Activity: Reproduce precisely the lines between the start of the data below and the line with "use kripke_graph::Graph;", both included.

(Dataset entries)
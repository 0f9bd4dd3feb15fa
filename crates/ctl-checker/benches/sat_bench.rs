//! Benchmarks `sat` over a synthetic dense graph, exercising its
//! `O(|φ| · (|S| + |→|))` time bound.

use criterion::{criterion_group, criterion_main, Criterion};
use ctl_formula::Formula;
use kripke_graph::Graph;

fn ring_graph(n: u32) -> Graph {
    let mut g = Graph::new(0);
    for i in 0..n {
        g.add_transition(i, (i + 1) % n);
        if i % 3 == 0 {
            g.add_label(i, "p");
        }
        if i % 5 == 0 {
            g.add_label(i, "q");
        }
    }
    g
}

fn bench_sat(c: &mut Criterion) {
    let g = ring_graph(2_000);
    let formula = Formula::ap("p")
        .eu(Formula::ap("q"))
        .ag()
        .or(Formula::ap("p").ef());

    c.bench_function("sat_ring_2000", |b| {
        b.iter(|| ctl_checker::sat(&g, &formula).unwrap())
    });
}

criterion_group!(benches, bench_sat);
criterion_main!(benches);
//! Immutable-after-construction Kripke structures.
//!
//! This crate defines the [`Graph`] data structure used as the transition
//! system for CTL model checking: a finite set of states, a successor
//! relation, and a proposition-labeling function. See [`Graph`] for the
//! builder API and invariants.
//!
//! # See Also
//!
//! - `ctl-checker` — computes satisfaction sets over a [`Graph`].
//! - `actor-sim` — can produce a [`Graph`] by enumerating a world's
//!   reachable configurations.

mod error;
mod graph;

pub use error::{GraphError, Result};
pub use graph::{Graph, Proposition, StateId};
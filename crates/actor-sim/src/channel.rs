//! Bounded FIFO channels.
//!
//! Implemented as a fixed-capacity ring buffer (a `VecDeque` used
//! FIFO-only) with non-blocking `try_send`/`try_recv`. The scheduler's
//! enabledness check and a step's actual send/recv share this same buffer
//! without locking — the world has exactly one owner at a time in the
//! single-threaded cooperative model, so no synchronization is needed.

use crate::message::{Address, Message};
use serde::Serialize;
use std::collections::VecDeque;

/// A bounded FIFO queue of [`Message`]s, owned by its receiving actor by
/// naming convention.
#[derive(Debug, Clone, Serialize)]
pub struct Channel {
    address: Address,
    capacity: usize,
    queue: VecDeque<Message>,
}

impl Channel {
    /// Creates an empty channel with the given positive capacity.
    pub fn new(address: Address, capacity: usize) -> Self {
        assert!(capacity > 0, "channel capacity must be positive");
        Channel {
            address,
            capacity,
            queue: VecDeque::with_capacity(capacity),
        }
    }

    /// This channel's address.
    pub fn address(&self) -> &Address {
        &self.address
    }

    /// This channel's fixed capacity.
    pub fn capacity(&self) -> usize {
        self.capacity
    }

    /// Current number of queued messages.
    pub fn len(&self) -> usize {
        self.queue.len()
    }

    /// Whether the queue is empty.
    pub fn is_empty(&self) -> bool {
        self.queue.is_empty()
    }

    /// `CanSend ⇔ |queue| < capacity`.
    pub fn can_send(&self) -> bool {
        self.queue.len() < self.capacity
    }

    /// `CanRecv ⇔ |queue| > 0`.
    pub fn can_recv(&self) -> bool {
        !self.queue.is_empty()
    }

    /// The queued messages, oldest first. Used by enumerative extraction to
    /// fold channel contents into a configuration key.
    pub fn queue_contents(&self) -> impl Iterator<Item = &Message> {
        self.queue.iter()
    }

    /// Enqueues a message. Only called after `can_send` has been checked
    /// by the scheduler as part of enabledness; violating that invariant
    /// is a programmer error and panics rather than returning an error.
    pub fn try_send(&mut self, msg: Message) {
        assert!(
            self.can_send(),
            "ChannelOverflow: send to full channel {} (capacity {})",
            self.address,
            self.capacity
        );
        self.queue.push_back(msg);
    }

    /// Dequeues the oldest message (FIFO). Same non-blocking contract as
    /// [`Channel::try_send`]: calling this when `can_recv()` is false is a
    /// fatal programmer error.
    pub fn try_recv(&mut self) -> Message {
        self.queue.pop_front().unwrap_or_else(|| {
            panic!(
                "ChannelUnderflow: recv from empty channel {}",
                self.address
            )
        })
    }
}

#[cfg(test)]
mod tests {
    use super::*;

    fn addr() -> Address {
        Address::new("consumer", "inbox")
    }

    fn msg(n: u64) -> Message {
        Message {
            from: Address::new("producer", "inbox"),
            to: addr(),
            payload: serde_json::json!(n),
            enqueue_time: n,
        }
    }

    #[test]
    fn respects_capacity() {
        let mut ch = Channel::new(addr(), 2);
        assert!(ch.can_send());
        ch.try_send(msg(0));
        ch.try_send(msg(1));
        assert!(!ch.can_send());
        assert_eq!(ch.len(), 2);
    }

    #[test]
    fn is_fifo() {
        let mut ch = Channel::new(addr(), 3);
        ch.try_send(msg(0));
        ch.try_send(msg(1));
        ch.try_send(msg(2));
        assert_eq!(ch.try_recv().enqueue_time, 0);
        assert_eq!(ch.try_recv().enqueue_time, 1);
        assert_eq!(ch.try_recv().enqueue_time, 2);
    }

    #[test]
    #[should_panic(expected = "ChannelOverflow")]
    fn send_to_full_channel_is_fatal() {
        let mut ch = Channel::new(addr(), 1);
        ch.try_send(msg(0));
        ch.try_send(msg(1));
    }

    #[test]
    #[should_panic(expected = "ChannelUnderflow")]
    fn recv_from_empty_channel_is_fatal() {
        let mut ch = Channel::new(addr(), 1);
        ch.try_recv();
    }
}
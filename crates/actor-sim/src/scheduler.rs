//! The step-budgeted driver that repeatedly calls [`World::step_random`]
//! and classifies the run's terminal outcome.

use crate::actor::BlockedOn;
use crate::world::World;

/// The terminal outcome of a bounded scheduler run.
#[derive(Debug, Clone, PartialEq, Eq)]
pub enum RunOutcome {
    /// The run reached quiescence (no enabled step, no actor blocked)
    /// after executing this many steps. Not an error — a valid terminal
    /// state.
    Completed(u64),
    /// The run deadlocked after this many steps: no enabled step, and at
    /// least one actor reports a blocking descriptor.
    Deadlock(u64, Vec<BlockedOn>),
    /// The step budget was exhausted without the run declaring either
    /// quiescence or deadlock.
    MaxSteps(u64),
}

/// Drives a [`World`] by repeated random step selection, up to
/// `max_steps`.
pub fn run(world: &mut World, max_steps: u64) -> RunOutcome {
    let mut steps = 0u64;
    tracing::info!(max_steps, "scheduler run starting");
    loop {
        if steps >= max_steps {
            tracing::info!(steps, "scheduler run hit max_steps");
            return RunOutcome::MaxSteps(steps);
        }
        if world.step_random() {
            steps += 1;
            continue;
        }
        let blocked = world.blocked_actors();
        if blocked.is_empty() {
            tracing::info!(steps, "scheduler run completed (quiescent)");
            return RunOutcome::Completed(steps);
        }
        tracing::warn!(steps, ?blocked, "scheduler run deadlocked");
        return RunOutcome::Deadlock(steps, blocked);
    }
}

#[cfg(test)]
mod tests {
    use super::*;
    use crate::actor::{Actor, BlockedOn, ChannelOp, Step};
    use crate::channel::Channel;
    use crate::message::Address;
    use crate::world::World;

    /// Two actors, each permanently blocked on a `recv` from the other's
    /// permanently empty channel — a textbook circular-wait deadlock.
    struct StuckReceiver {
        id: String,
        peer_channel: Address,
    }

    impl Actor for StuckReceiver {
        fn id(&self) -> &str {
            &self.id
        }

        fn ready(&self, world: &World) -> Vec<Step> {
            // Only offers a recv step, and only when the peer channel
            // actually has something — which it never will in this
            // scenario, so `ready` always returns no candidate: the guard
            // (peer channel non-empty) never holds.
            if world
                .channel(&self.peer_channel)
                .map(|c| c.can_recv())
                .unwrap_or(false)
            {
                vec![Step::new(
                    self.id.clone(),
                    "recv",
                    ChannelOp::Recv {
                        from: self.peer_channel.clone(),
                    },
                    |_w| {},
                )]
            } else {
                vec![]
            }
        }

        fn blocked_on(&self, _world: &World) -> Option<BlockedOn> {
            Some(BlockedOn::recv_empty(self.id.clone()))
        }

        fn snapshot(&self) -> serde_json::Value {
            serde_json::json!({})
        }

        fn clone_actor(&self) -> Box<dyn Actor> {
            Box::new(StuckReceiver {
                id: self.id.clone(),
                peer_channel: self.peer_channel.clone(),
            })
        }
    }

    #[test]
    fn scenario_f_two_actors_deadlock() {
        let a_inbox = Address::new("a", "inbox");
        let b_inbox = Address::new("b", "inbox");
        let actors: Vec<Box<dyn Actor>> = vec![
            Box::new(StuckReceiver {
                id: "a".to_string(),
                peer_channel: b_inbox.clone(),
            }),
            Box::new(StuckReceiver {
                id: "b".to_string(),
                peer_channel: a_inbox.clone(),
            }),
        ];
        let channels = vec![Channel::new(a_inbox, 1), Channel::new(b_inbox, 1)];
        let mut world = World::new(actors, channels, 42);

        let outcome = run(&mut world, 100);
        match outcome {
            RunOutcome::Deadlock(steps, blocked) => {
                assert_eq!(steps, 0);
                assert_eq!(blocked.len(), 2);
            }
            other => panic!("expected Deadlock, got {:?}", other),
        }
    }

    #[test]
    fn quiescence_is_not_deadlock() {
        // An actor that offers exactly one step, at time 0, then nothing —
        // world.time() is an easy way to make `ready` single-fire without
        // needing interior mutability for this test.
        struct SingleFire;
        impl Actor for SingleFire {
            fn id(&self) -> &str {
                "single_fire"
            }
            fn ready(&self, world: &World) -> Vec<Step> {
                if world.time() == 0 {
                    vec![Step::local("single_fire", "fire", |_w| {})]
                } else {
                    vec![]
                }
            }

            fn snapshot(&self) -> serde_json::Value {
                serde_json::json!({})
            }

            fn clone_actor(&self) -> Box<dyn Actor> {
                Box::new(SingleFire)
            }
        }

        let mut world = World::new(vec![Box::new(SingleFire)], vec![], 7);
        let outcome = run(&mut world, 10);
        assert_eq!(outcome, RunOutcome::Completed(1));
    }
}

Output:
repository 0f9bd4dd3feb15fa
filename crates/ctl-checker/benches/sat_bench.rs
//! Benchmarks `sat` over a synthetic dense graph, exercising its
//! `O(|φ| · (|S| + |→|))` time bound.

use criterion::{criterion_group, criterion_main, Criterion};
use ctl_formula::Formula;
use kripke_graph::Graph;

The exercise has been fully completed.